"""

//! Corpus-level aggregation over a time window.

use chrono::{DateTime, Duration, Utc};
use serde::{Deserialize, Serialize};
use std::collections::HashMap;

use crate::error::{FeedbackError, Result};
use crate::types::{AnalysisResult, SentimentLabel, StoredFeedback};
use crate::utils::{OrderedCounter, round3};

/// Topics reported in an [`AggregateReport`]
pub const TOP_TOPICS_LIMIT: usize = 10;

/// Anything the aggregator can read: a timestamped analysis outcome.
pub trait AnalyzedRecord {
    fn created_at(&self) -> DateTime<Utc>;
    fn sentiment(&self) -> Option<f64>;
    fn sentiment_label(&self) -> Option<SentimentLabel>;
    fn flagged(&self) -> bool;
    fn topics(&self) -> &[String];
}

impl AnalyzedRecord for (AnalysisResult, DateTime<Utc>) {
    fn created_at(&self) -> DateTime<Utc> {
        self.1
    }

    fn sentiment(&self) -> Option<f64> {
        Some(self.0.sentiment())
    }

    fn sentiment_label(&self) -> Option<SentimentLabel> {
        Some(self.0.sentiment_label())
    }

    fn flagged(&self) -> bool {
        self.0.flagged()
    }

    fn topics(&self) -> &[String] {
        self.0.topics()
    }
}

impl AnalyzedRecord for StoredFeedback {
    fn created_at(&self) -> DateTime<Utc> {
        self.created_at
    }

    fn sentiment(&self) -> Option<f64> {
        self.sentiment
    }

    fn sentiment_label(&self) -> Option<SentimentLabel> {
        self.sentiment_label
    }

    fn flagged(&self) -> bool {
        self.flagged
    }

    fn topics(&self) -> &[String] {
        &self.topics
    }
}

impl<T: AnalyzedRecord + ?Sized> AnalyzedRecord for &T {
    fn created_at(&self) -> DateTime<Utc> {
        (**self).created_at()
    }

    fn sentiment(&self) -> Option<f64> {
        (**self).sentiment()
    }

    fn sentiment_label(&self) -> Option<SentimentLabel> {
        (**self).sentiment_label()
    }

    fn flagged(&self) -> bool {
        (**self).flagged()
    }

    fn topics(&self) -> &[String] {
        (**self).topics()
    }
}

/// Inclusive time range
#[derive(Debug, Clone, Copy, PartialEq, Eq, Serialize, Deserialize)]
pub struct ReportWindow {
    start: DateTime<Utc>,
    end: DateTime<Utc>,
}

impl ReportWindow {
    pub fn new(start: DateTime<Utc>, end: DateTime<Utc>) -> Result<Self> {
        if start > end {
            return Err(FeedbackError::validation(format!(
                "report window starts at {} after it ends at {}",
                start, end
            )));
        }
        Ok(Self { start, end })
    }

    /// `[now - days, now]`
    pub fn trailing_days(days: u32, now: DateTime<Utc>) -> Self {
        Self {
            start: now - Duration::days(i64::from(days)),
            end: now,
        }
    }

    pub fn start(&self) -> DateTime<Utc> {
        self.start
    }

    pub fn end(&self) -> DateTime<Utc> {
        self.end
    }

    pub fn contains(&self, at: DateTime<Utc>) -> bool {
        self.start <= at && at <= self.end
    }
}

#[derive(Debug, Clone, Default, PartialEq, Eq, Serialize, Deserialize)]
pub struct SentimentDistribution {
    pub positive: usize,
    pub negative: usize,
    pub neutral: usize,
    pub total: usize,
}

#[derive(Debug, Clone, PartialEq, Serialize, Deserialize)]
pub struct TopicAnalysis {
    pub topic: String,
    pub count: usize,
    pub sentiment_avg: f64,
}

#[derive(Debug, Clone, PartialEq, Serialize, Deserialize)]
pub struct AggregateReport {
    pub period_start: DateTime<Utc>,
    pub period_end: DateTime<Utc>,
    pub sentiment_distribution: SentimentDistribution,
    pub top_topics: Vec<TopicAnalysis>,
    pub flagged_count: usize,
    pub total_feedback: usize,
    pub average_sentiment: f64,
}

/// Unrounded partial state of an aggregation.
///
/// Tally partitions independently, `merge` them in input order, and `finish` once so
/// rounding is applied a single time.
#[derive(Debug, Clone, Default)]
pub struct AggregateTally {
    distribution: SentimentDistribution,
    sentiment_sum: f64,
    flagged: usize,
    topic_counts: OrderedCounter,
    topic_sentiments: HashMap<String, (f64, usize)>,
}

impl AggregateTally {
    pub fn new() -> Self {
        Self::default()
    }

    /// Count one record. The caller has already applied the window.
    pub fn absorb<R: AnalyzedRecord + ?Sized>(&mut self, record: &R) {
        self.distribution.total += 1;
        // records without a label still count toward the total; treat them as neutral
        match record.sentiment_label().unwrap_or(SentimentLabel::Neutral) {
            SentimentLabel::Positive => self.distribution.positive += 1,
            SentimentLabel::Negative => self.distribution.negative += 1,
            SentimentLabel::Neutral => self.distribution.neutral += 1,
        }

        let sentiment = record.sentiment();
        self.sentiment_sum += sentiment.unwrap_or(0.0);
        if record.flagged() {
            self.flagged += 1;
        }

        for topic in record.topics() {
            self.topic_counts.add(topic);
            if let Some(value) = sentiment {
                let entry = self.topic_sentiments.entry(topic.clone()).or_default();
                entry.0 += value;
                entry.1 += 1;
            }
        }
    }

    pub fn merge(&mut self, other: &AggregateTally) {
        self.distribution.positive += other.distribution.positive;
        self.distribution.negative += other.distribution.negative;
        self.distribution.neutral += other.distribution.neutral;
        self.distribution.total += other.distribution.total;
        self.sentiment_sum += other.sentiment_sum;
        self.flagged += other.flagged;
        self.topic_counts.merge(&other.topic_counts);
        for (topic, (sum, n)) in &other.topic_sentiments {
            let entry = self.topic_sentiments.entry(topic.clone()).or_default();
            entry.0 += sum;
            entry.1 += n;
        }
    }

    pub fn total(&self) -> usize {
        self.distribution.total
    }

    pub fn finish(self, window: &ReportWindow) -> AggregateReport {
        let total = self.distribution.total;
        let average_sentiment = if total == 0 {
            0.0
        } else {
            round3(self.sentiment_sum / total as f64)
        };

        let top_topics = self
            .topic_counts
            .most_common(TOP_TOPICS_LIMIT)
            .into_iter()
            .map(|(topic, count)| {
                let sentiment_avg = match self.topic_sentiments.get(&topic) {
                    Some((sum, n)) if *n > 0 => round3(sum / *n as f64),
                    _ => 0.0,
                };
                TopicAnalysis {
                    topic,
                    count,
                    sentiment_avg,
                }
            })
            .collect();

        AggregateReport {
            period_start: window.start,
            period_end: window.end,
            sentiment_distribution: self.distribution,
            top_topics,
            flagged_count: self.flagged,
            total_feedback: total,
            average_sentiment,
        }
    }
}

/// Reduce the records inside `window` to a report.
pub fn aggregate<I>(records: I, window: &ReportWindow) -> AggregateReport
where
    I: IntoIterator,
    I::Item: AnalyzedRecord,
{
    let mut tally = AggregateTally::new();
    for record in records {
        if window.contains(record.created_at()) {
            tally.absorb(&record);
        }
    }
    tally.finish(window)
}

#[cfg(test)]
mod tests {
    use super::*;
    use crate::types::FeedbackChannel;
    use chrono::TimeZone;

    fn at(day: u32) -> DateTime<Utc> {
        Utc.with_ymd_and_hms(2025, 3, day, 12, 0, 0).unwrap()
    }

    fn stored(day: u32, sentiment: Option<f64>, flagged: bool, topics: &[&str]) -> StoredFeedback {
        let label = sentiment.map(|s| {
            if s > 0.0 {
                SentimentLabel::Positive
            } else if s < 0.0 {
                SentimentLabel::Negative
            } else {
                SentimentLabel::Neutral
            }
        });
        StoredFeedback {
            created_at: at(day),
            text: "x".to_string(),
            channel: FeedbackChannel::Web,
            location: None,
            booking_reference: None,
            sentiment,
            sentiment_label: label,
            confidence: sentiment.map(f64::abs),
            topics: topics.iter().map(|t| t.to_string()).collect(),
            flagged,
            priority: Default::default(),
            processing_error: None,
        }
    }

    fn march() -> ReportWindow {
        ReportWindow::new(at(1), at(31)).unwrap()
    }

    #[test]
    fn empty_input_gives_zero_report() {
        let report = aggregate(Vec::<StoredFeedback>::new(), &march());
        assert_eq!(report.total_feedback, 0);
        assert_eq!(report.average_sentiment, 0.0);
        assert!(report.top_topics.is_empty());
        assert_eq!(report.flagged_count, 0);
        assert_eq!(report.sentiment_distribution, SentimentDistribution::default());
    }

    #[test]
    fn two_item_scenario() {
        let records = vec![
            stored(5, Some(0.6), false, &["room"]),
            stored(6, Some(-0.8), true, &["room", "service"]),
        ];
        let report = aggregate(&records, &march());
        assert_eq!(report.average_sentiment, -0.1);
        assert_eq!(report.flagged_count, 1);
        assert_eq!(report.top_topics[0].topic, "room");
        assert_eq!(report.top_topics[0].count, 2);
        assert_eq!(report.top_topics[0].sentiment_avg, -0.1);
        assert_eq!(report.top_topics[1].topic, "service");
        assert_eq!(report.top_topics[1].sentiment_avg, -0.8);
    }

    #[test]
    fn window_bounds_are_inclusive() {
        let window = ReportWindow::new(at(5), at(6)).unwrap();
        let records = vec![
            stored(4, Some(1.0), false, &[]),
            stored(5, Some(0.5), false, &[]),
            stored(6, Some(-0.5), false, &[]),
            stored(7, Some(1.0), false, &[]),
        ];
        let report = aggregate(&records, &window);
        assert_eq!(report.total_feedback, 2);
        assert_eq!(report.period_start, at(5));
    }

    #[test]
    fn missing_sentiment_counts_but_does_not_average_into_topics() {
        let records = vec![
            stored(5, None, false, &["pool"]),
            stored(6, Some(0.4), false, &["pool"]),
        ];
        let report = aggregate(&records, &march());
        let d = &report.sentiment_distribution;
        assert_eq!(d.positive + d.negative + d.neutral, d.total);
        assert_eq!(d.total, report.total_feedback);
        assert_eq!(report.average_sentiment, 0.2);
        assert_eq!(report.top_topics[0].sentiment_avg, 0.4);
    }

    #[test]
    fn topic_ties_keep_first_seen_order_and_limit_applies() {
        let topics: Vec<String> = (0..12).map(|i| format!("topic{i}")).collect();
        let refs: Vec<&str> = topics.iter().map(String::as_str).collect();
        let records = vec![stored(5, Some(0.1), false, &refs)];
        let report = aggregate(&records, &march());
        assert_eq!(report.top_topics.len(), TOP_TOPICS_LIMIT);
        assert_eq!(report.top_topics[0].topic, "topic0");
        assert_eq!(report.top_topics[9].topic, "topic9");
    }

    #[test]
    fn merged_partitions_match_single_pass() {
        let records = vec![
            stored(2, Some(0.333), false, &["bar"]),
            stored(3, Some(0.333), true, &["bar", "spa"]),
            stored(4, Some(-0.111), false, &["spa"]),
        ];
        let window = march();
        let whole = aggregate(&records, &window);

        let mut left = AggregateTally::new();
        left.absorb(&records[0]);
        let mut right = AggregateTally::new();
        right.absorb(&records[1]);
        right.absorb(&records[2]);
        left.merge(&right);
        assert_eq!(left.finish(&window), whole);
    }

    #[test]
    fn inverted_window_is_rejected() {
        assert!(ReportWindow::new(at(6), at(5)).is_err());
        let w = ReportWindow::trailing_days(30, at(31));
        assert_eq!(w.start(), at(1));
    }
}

"""
"""

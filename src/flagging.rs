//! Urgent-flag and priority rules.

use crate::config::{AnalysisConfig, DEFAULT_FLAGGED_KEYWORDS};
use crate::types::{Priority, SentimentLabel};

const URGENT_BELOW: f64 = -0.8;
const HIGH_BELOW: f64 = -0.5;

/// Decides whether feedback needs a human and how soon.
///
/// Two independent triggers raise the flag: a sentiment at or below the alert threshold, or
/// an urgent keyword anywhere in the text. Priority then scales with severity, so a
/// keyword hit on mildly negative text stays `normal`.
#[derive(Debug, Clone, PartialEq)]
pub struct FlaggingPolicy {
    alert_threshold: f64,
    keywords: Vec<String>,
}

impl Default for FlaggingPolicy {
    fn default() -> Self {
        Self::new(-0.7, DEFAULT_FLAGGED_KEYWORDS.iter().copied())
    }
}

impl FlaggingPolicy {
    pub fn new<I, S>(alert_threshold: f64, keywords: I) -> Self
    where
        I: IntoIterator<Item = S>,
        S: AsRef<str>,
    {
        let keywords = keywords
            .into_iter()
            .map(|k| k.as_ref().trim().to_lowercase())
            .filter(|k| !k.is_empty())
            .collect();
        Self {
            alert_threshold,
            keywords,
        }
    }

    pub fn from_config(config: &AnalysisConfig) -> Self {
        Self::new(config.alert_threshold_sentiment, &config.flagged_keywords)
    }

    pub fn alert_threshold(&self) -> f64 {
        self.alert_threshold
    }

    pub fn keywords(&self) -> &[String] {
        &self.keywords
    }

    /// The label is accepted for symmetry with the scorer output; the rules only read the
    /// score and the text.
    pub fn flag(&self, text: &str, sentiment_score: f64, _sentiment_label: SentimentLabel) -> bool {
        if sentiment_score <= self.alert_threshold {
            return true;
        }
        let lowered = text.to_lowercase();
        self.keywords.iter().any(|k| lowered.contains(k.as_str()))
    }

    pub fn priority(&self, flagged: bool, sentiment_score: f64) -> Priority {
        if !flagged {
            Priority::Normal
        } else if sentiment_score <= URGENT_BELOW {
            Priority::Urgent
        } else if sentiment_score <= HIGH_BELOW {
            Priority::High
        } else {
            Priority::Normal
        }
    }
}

"""

■ **Task details**: Which lines above hold the string "room"? Show each of them.

■ **Expected answer**:
            stored(5, Some(0.6), false, &["room"]),
            stored(6, Some(-0.8), true, &["room", "service"]),
        assert_eq!(report.top_topics[0].topic, "room");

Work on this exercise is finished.